▸ **Exercise details**:
From the line holding "pub struct InterruptOnDrop" to the final line below, restate each line word for word and add nothing.

▸ **Working data**:

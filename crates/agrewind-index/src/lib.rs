// SQLite revert ledger
// One row per reverted change; rows are upserted, never deleted

mod db;
mod error;
mod queries;
mod schema;

// Public API
pub use db::RevertLedger;
pub use error::{Error, Result};
pub use schema::SCHEMA_VERSION;
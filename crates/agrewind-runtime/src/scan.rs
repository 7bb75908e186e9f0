use std::sync::Arc;
use std::sync::atomic::{AtomicBool, Ordering};

/// Cooperative cancellation flag for directory scans.
///
/// Clones share the flag. A scan checks it between files and gives up with
/// [`crate::Error::Interrupted`] once it is tripped.
#[derive(Debug, Clone, Default)]
pub struct ScanInterrupt {
    tripped: Arc<AtomicBool>,
}

impl ScanInterrupt {
    pub fn new() -> Self {
        Self::default()
    }

    pub fn trip(&self) {
        self.tripped.store(true, Ordering::SeqCst);
    }

    pub fn is_tripped(&self) -> bool {
        self.tripped.load(Ordering::SeqCst)
    }

    /// Guard that trips the flag when dropped.
    pub fn trip_on_drop(&self) -> InterruptOnDrop {
        InterruptOnDrop {
            interrupt: self.clone(),
        }
    }
}

pub struct InterruptOnDrop {
    interrupt: ScanInterrupt,
}

impl Drop for InterruptOnDrop {
    fn drop(&mut self) {
        self.interrupt.trip();
    }
}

▸ **Result of the exercise**:
pub struct InterruptOnDrop {
    interrupt: ScanInterrupt,
}

impl Drop for InterruptOnDrop {
    fn drop(&mut self) {
        self.interrupt.trip();
    }
}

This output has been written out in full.